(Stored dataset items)
------------------------------------------------
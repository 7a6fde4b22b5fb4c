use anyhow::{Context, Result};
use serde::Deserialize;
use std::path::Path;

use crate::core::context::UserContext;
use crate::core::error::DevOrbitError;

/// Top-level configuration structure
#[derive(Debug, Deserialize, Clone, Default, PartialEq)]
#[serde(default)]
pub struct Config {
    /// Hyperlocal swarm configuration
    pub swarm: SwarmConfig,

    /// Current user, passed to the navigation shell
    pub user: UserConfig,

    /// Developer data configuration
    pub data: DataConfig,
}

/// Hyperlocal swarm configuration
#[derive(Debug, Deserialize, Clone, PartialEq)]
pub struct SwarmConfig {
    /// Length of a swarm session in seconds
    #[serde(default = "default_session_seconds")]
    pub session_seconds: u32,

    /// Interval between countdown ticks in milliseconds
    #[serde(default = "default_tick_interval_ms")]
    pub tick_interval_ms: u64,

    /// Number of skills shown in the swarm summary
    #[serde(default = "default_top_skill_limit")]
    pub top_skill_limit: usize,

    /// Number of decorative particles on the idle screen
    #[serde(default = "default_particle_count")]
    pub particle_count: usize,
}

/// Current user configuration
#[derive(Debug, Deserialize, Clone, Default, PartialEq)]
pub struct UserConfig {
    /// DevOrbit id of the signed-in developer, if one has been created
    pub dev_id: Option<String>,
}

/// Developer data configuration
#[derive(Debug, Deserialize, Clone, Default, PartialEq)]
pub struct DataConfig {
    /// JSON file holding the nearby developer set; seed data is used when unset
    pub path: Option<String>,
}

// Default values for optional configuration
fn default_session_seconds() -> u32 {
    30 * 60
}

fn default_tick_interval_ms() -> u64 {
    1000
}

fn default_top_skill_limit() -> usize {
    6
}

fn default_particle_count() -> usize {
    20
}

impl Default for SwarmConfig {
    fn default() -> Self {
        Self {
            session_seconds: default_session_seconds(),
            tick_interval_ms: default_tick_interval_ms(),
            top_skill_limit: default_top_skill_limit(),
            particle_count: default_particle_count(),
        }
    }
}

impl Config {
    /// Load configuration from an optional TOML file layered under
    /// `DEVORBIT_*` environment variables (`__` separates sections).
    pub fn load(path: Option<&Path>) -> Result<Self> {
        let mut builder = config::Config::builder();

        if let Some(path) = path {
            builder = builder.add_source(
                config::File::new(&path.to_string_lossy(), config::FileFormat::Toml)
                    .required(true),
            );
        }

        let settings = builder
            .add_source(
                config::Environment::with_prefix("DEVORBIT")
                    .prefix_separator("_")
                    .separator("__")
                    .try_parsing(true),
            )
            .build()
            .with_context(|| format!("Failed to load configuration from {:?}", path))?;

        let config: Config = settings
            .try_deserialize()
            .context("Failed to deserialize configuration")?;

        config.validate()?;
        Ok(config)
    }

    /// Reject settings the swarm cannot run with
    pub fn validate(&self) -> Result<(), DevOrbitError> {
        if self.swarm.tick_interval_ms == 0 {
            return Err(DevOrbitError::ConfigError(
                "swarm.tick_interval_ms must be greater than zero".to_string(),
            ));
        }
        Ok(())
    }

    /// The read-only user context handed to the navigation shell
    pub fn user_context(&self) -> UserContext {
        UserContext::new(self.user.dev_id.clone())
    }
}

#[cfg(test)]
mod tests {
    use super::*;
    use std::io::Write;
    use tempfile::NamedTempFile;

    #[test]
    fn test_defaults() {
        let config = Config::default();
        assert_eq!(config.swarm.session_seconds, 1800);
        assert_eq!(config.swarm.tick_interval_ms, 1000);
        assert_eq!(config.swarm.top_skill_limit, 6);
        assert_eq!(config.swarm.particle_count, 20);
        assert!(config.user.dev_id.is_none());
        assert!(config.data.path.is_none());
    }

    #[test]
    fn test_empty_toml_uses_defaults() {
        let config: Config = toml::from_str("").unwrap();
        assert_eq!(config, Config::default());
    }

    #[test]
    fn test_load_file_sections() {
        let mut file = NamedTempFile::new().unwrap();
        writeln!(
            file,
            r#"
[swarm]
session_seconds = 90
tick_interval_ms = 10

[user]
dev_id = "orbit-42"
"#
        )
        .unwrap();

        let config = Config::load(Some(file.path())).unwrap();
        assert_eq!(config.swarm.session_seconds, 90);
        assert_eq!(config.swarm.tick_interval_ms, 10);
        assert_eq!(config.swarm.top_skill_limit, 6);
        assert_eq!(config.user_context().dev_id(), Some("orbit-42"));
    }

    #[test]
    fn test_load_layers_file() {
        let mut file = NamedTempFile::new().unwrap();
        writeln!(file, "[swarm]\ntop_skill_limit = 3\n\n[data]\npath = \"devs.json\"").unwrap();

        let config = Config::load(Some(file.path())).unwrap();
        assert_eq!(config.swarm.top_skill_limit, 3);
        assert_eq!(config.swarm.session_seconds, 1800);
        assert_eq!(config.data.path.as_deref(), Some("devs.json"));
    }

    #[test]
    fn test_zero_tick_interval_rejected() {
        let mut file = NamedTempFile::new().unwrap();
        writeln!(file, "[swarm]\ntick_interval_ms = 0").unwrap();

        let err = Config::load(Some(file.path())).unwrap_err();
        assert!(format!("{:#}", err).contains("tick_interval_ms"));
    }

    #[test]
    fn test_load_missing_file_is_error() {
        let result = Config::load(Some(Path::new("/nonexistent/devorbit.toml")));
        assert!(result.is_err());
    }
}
------------------------------------------------
ABOUT THIS TASK: Reproduce the entries so that each line reads exactly as it did before.

ANSWER TO THE EXERCISE:
repository 7a6fde4b22b5fb4c
use anyhow::{Context, Result};
use serde::Deserialize;
use std::path::Path;

use crate::core::context::UserContext;
use crate::core::error::DevOrbitError;

/// Top-level configuration structure
#[derive(Debug, Deserialize, Clone, Default, PartialEq)]
#[serde(default)]
pub struct Config {
    /// Hyperlocal swarm configuration
    pub swarm: SwarmConfig,

    /// Current user, passed to the navigation shell
    pub user: UserConfig,

    /// Developer data configuration
    pub data: DataConfig,
}

/// Hyperlocal swarm configuration
#[derive(Debug, Deserialize, Clone, PartialEq)]
pub struct SwarmConfig {
    /// Length of a swarm session in seconds
    #[serde(default = "default_session_seconds")]
    pub session_seconds: u32,

    /// Interval between countdown ticks in milliseconds
    #[serde(default = "default_tick_interval_ms")]
    pub tick_interval_ms: u64,

    /// Number of skills shown in the swarm summary
    #[serde(default = "default_top_skill_limit")]
    pub top_skill_limit: usize,

    /// Number of decorative particles on the idle screen
    #[serde(default = "default_particle_count")]
    pub particle_count: usize,
}

/// Current user configuration
#[derive(Debug, Deserialize, Clone, Default, PartialEq)]
pub struct UserConfig {
    /// DevOrbit id of the signed-in developer, if one has been created
    pub dev_id: Option<String>,
}

/// Developer data configuration
#[derive(Debug, Deserialize, Clone, Default, PartialEq)]
pub struct DataConfig {
    /// JSON file holding the nearby developer set; seed data is used when unset
    pub path: Option<String>,
}

// Default values for optional configuration
fn default_session_seconds() -> u32 {
    30 * 60
}

fn default_tick_interval_ms() -> u64 {
    1000
}

fn default_top_skill_limit() -> usize {
    6
}

fn default_particle_count() -> usize {
    20
}

impl Default for SwarmConfig {
    fn default() -> Self {
        Self {
            session_seconds: default_session_seconds(),
            tick_interval_ms: default_tick_interval_ms(),
            top_skill_limit: default_top_skill_limit(),
            particle_count: default_particle_count(),
        }
    }
}

impl Config {
    /// Load configuration from an optional TOML file layered under
    /// `DEVORBIT_*` environment variables (`__` separates sections).
    pub fn load(path: Option<&Path>) -> Result<Self> {
        let mut builder = config::Config::builder();

        if let Some(path) = path {
            builder = builder.add_source(
                config::File::new(&path.to_string_lossy(), config::FileFormat::Toml)
                    .required(true),
            );
        }

        let settings = builder
            .add_source(
                config::Environment::with_prefix("DEVORBIT")
                    .prefix_separator("_")
                    .separator("__")
                    .try_parsing(true),
            )
            .build()
            .with_context(|| format!("Failed to load configuration from {:?}", path))?;

        let config: Config = settings
            .try_deserialize()
            .context("Failed to deserialize configuration")?;

        config.validate()?;
        Ok(config)
    }

    /// Reject settings the swarm cannot run with
    pub fn validate(&self) -> Result<(), DevOrbitError> {
        if self.swarm.tick_interval_ms == 0 {
            return Err(DevOrbitError::ConfigError(
                "swarm.tick_interval_ms must be greater than zero".to_string(),
            ));
        }
        Ok(())
    }

    /// The read-only user context handed to the navigation shell
    pub fn user_context(&self) -> UserContext {
        UserContext::new(self.user.dev_id.clone())
    }
}

#[cfg(test)]
mod tests {
    use super::*;
    use std::io::Write;
    use tempfile::NamedTempFile;

    #[test]
    fn test_defaults() {
        let config = Config::default();
        assert_eq!(config.swarm.session_seconds, 1800);
        assert_eq!(config.swarm.tick_interval_ms, 1000);
        assert_eq!(config.swarm.top_skill_limit, 6);
        assert_eq!(config.swarm.particle_count, 20);
        assert!(config.user.dev_id.is_none());
        assert!(config.data.path.is_none());
    }

    #[test]
    fn test_empty_toml_uses_defaults() {
        let config: Config = toml::from_str("").unwrap();
        assert_eq!(config, Config::default());
    }

    #[test]
    fn test_load_file_sections() {
        let mut file = NamedTempFile::new().unwrap();
        writeln!(
            file,
            r#"
[swarm]
session_seconds = 90
tick_interval_ms = 10

[user]
dev_id = "orbit-42"
"#
        )
        .unwrap();

        let config = Config::load(Some(file.path())).unwrap();
        assert_eq!(config.swarm.session_seconds, 90);
        assert_eq!(config.swarm.tick_interval_ms, 10);
        assert_eq!(config.swarm.top_skill_limit, 6);
        assert_eq!(config.user_context().dev_id(), Some("orbit-42"));
    }

    #[test]
    fn test_load_layers_file() {
        let mut file = NamedTempFile::new().unwrap();
        writeln!(file, "[swarm]\ntop_skill_limit = 3\n\n[data]\npath = \"devs.json\"").unwrap();

        let config = Config::load(Some(file.path())).unwrap();
        assert_eq!(config.swarm.top_skill_limit, 3);
        assert_eq!(config.swarm.session_seconds, 1800);
        assert_eq!(config.data.path.as_deref(), Some("devs.json"));
    }

    #[test]
    fn test_zero_tick_interval_rejected() {
        let mut file = NamedTempFile::new().unwrap();
        writeln!(file, "[swarm]\ntick_interval_ms = 0").unwrap();

        let err = Config::load(Some(file.path())).unwrap_err();
        assert!(format!("{:#}", err).contains("tick_interval_ms"));
    }

    #[test]
    fn test_load_missing_file_is_error() {
        let result = Config::load(Some(Path::new("/nonexistent/devorbit.toml")));
        assert!(result.is_err());
    }
}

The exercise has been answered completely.